**ABOUT THIS TASK:**
The required result is a copy of each line below in which "Keep" appears.

━━ MATERIAL FOR THE TASK ━━

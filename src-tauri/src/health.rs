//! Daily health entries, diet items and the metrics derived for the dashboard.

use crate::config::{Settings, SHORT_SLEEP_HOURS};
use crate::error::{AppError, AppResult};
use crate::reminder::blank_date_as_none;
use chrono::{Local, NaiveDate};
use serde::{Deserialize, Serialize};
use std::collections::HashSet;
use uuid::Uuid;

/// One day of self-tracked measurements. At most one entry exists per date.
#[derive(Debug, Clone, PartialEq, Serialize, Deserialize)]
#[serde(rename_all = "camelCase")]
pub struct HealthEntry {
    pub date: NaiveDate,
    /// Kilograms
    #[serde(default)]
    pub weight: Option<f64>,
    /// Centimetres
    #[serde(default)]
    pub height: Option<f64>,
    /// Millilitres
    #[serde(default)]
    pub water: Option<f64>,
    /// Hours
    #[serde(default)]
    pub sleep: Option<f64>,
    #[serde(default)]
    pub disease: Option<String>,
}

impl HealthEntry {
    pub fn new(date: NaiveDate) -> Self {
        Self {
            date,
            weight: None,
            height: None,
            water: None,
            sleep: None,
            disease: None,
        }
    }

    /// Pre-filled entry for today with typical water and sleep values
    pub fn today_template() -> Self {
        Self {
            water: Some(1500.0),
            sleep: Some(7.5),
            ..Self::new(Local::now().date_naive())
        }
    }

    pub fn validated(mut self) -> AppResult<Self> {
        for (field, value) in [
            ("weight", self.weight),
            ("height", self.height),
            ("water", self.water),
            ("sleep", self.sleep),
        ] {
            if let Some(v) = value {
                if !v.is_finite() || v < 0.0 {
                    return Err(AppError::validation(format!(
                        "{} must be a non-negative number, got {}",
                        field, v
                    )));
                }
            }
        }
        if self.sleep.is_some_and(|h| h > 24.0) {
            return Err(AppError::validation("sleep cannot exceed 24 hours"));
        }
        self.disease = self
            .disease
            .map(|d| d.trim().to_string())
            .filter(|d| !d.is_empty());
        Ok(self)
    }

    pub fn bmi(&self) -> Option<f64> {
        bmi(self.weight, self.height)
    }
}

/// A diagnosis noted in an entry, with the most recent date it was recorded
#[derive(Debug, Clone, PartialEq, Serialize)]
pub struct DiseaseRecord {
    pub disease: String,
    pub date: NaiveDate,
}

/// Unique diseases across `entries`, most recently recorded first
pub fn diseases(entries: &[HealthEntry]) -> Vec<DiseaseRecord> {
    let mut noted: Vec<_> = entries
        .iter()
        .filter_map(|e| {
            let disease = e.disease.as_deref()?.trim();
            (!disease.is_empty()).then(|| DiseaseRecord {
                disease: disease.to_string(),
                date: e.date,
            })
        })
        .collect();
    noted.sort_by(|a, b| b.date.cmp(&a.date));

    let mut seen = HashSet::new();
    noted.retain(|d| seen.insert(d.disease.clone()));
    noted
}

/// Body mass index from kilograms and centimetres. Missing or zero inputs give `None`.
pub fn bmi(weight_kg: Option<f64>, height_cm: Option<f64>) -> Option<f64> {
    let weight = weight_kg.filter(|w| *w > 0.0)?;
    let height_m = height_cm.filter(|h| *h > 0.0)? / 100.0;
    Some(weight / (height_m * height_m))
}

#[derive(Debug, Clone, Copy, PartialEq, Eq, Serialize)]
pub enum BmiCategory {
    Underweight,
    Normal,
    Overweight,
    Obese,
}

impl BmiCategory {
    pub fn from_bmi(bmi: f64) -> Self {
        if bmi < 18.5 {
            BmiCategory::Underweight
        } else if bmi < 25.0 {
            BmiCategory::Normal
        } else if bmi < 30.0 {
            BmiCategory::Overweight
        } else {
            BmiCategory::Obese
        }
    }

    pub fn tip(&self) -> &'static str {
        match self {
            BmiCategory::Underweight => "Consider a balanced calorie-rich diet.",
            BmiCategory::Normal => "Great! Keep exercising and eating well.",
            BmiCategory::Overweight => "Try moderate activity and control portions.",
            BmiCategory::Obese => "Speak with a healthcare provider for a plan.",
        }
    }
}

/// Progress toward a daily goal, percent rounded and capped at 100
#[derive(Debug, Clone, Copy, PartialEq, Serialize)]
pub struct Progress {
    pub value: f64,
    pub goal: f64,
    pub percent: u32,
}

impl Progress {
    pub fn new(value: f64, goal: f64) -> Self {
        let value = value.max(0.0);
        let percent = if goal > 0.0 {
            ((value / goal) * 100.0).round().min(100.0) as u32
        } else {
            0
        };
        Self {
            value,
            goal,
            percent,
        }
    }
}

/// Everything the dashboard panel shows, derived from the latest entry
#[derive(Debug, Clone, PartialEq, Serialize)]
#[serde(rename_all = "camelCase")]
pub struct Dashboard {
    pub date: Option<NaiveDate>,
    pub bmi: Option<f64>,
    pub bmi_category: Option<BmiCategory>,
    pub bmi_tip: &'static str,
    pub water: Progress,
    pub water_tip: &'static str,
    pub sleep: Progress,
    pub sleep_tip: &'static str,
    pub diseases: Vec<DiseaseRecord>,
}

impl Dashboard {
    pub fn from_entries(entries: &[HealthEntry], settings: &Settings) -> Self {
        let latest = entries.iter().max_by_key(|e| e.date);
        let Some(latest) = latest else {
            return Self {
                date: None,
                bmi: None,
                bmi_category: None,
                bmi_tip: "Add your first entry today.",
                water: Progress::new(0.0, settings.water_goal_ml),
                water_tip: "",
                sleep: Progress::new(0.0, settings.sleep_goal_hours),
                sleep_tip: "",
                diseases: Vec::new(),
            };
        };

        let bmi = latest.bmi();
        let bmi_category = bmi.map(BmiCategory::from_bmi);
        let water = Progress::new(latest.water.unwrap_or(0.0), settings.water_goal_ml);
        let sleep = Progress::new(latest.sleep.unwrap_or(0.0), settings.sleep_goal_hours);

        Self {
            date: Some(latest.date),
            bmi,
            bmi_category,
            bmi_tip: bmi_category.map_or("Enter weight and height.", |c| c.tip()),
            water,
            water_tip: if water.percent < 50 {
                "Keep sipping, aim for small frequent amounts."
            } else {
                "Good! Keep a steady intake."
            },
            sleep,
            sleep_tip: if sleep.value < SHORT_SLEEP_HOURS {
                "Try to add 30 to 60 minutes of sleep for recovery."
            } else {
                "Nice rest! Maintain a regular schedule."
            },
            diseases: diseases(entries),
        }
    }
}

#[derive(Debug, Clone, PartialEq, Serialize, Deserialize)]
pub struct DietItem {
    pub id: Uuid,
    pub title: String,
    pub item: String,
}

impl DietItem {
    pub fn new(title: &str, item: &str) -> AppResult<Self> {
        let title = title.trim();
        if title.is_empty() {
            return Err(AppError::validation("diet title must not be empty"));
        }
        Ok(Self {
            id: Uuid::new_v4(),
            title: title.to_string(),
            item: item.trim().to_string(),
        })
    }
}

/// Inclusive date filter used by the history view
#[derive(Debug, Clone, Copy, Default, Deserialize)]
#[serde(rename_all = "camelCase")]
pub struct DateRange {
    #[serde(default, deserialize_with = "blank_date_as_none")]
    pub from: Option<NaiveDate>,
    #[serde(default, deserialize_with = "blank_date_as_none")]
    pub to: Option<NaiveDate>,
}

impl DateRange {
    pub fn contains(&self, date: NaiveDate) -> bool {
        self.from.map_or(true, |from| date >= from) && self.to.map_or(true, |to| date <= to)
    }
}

━━━

**RESULT FOR THIS EXERCISE:**
            BmiCategory::Normal => "Great! Keep exercising and eating well.",
                "Keep sipping, aim for small frequent amounts."
                "Good! Keep a steady intake."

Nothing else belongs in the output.